Earn out

An earn-out clause defined in a contract of sale as a percentage of the purchase price that is paid at a later date based on performance. Such clauses are found mainly in acquisition agreements.

Base

Earn-out clauses can be based on different performance measures, usually this is but an economic variable that is either taken directly or calculated on the basis of the profit and loss account (as well as real variables are alternatively as sales volume used ). Find an earn - out clause applies, the purchase price was allocated in a base purchase price ( for the shares ) and one to be designed by the earn-out clause additional purchase price.

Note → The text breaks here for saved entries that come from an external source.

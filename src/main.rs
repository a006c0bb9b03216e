use anyhow::Context;
use deepdive::api::{self, app_state::AppState};
use deepdive::config::AppConfig;
use deepdive::config::loader::ConfigLoader;
use deepdive::llm::create_completion;
use deepdive::observability::{HealthCheckResult, ObservabilityState, ResearchMetrics, init_tracing};
use deepdive::search::{DirectScrapeBackend, HostedCrawlBackend, HttpPageFetcher, SearchBackend};
use deepdive::services::{
    HypothesisAnalyzer, PageAnalyzer, ResearchOrchestrator, ResultAggregator,
};
use deepdive::storage::{JsonFileSink, ResultSink};
use std::sync::Arc;
use std::time::Duration;
use tracing::{info, warn};

#[tokio::main]
async fn main() -> anyhow::Result<()> {
    let config = ConfigLoader::load().context("failed to load configuration")?;
    ConfigLoader::validate(&config).context("invalid configuration")?;
    let _log_guard = init_tracing(&config.logging);

    info!("Starting Deepdive ({})...", config.environment);
    info!("Configuration loaded successfully");

    let metrics = Arc::new(ResearchMetrics::new());
    let observability_state = Arc::new(ObservabilityState::new(
        env!("CARGO_PKG_VERSION"),
        metrics.clone(),
    ));

    let backends = create_backends(&config)?;
    let backend_names: Vec<String> = backends.iter().map(|b| b.name().to_string()).collect();
    info!("Search backends initialized: {:?}", backend_names);
    observability_state
        .add_health_check(HealthCheckResult::new(
            "search_backends",
            !backends.is_empty(),
            format!("{} configured", backends.len()),
        ))
        .await;

    let aggregator =
        ResultAggregator::from_config(backends, &config.search).with_metrics(metrics.clone());

    let completion = create_completion(&config.llm)
        .with_context(|| format!("failed to create {} completion backend", config.llm.backend))?;
    info!(
        "Completion backend initialized: {} (model: {})",
        completion.name(),
        config.llm.model
    );
    observability_state
        .add_health_check(HealthCheckResult::new(
            "completion",
            true,
            config.llm.backend.clone(),
        ))
        .await;
    let analyzer = Arc::new(
        HypothesisAnalyzer::from_config(Arc::from(completion), &config.llm)
            .with_metrics(metrics.clone()),
    );
    let page_analyzer = PageAnalyzer::new(
        Arc::new(HttpPageFetcher::new(&config.search.user_agent)),
        analyzer.clone(),
        Duration::from_secs(config.search.backend_timeout_secs),
    );

    let mut orchestrator = ResearchOrchestrator::new(
        Arc::new(aggregator),
        analyzer,
        config.graph.clone(),
    )
    .with_metrics(metrics.clone());
    if let Some(sink) = JsonFileSink::from_config(&config.storage) {
        info!("Saving research snapshots to {}", sink.output_dir().display());
        orchestrator = orchestrator.with_sink(Arc::new(sink) as Arc<dyn ResultSink>);
    }

    let app_state = AppState::new(Arc::new(orchestrator), Arc::new(page_analyzer), backend_names)
        .with_request_timeout(Duration::from_secs(config.server.request_timeout));
    let router = api::initialize_api(app_state, observability_state)
        .await
        .context("failed to initialize API router")?;
    info!("API router created with observability endpoints");

    let addr = format!("{}:{}", config.server.host, config.server.port);
    let listener = tokio::net::TcpListener::bind(&addr)
        .await
        .with_context(|| format!("failed to bind {addr}"))?;
    info!("Server listening on {}", addr);

    axum::serve(listener, router).await?;

    Ok(())
}

/// Search backends in priority order: browser, hosted crawl, direct scrape
fn create_backends(config: &AppConfig) -> anyhow::Result<Vec<Arc<dyn SearchBackend>>> {
    let search = &config.search;
    let mut backends: Vec<Arc<dyn SearchBackend>> = Vec::new();

    if search.browser.enabled {
        #[cfg(feature = "browser")]
        {
            use deepdive::search::chromium::ChromiumLauncher;
            use deepdive::search::{PrimaryBrowserBackend, SessionPool};

            let launcher = Arc::new(ChromiumLauncher::new(
                search.browser.clone(),
                &search.user_agent,
            ));
            let pool = Arc::new(SessionPool::new(launcher, search.browser.pool_size));
            backends.push(Arc::new(PrimaryBrowserBackend::new(
                pool,
                &search.browser.search_base_url,
                search.browser.max_pages,
            )));
        }
        #[cfg(not(feature = "browser"))]
        warn!("Browser backend enabled in config but the 'browser' feature is not compiled in");
    }

    if search.hosted.is_usable() {
        match HostedCrawlBackend::new(
            &search.hosted,
            Duration::from_secs(search.backend_timeout_secs),
        ) {
            Ok(backend) => backends.push(Arc::new(backend)),
            Err(e) => warn!("Hosted crawl backend disabled: {}", e),
        }
    } else if search.hosted.enabled {
        info!("Hosted crawl backend skipped: no API key configured");
    }

    backends.push(Arc::new(
        DirectScrapeBackend::new(search).context("failed to create scrape backend")?,
    ));
    Ok(backends)
}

The base purchase price is paid to the transition date, whereas the additional purchase price will be paid at a later date depending on the achievement of the defined in the earn-out clause success sizes. Problematic are earn- out clauses, especially in the cases where the seller has little or no influence on or control over the tax base. The buyer may be tempted in such situations to manipulate the design value to the detriment of the seller. Furthermore, it appears in practice that too acquirer is usually fully integrated on the share transfer in the buyer company. The accurate determination of the tax base of the earn -out is thus partly problematic as a separate, clear-cut success determination in this case can not be made.

Motivation

By far the most common reason why parties receive an earn - out clause in an acquisition agreement, have different expectations about the future profitability of the company. At different expectation regarding future profitability may, for example come with new technologies that have not yet penetrated the market. In addition, find earn- out clauses apply if a high degree of uncertainty regarding the development of the company is (eg in turnaround situations in start-up companies or previous years without commercial success ). With an earn-out clause a distribution of risk between the parties takes place. Earn outs are also used to bind a seller who has agreed to stand for the sale of the company, the new owner still as managing available to the selling company.

Economic character

In economic terms, make earn-out clauses constitute a right of option ( see Option (economics) ): the seller receives in the event of a positive development of the basis of assessment of the earn-out clause, an additional payment. The value of this option can be determined by methods of financial option pricing theory.

Legal character

Legally, it is in an earn-out clause is a conditional purchase price. With a contingent purchase price, derogation from the law risk allocation. The law provides that all economic benefits and risks go with the transition on the new owner. Through an earn-out clause but the old owner still participates after the transition in the economic success of the company sold.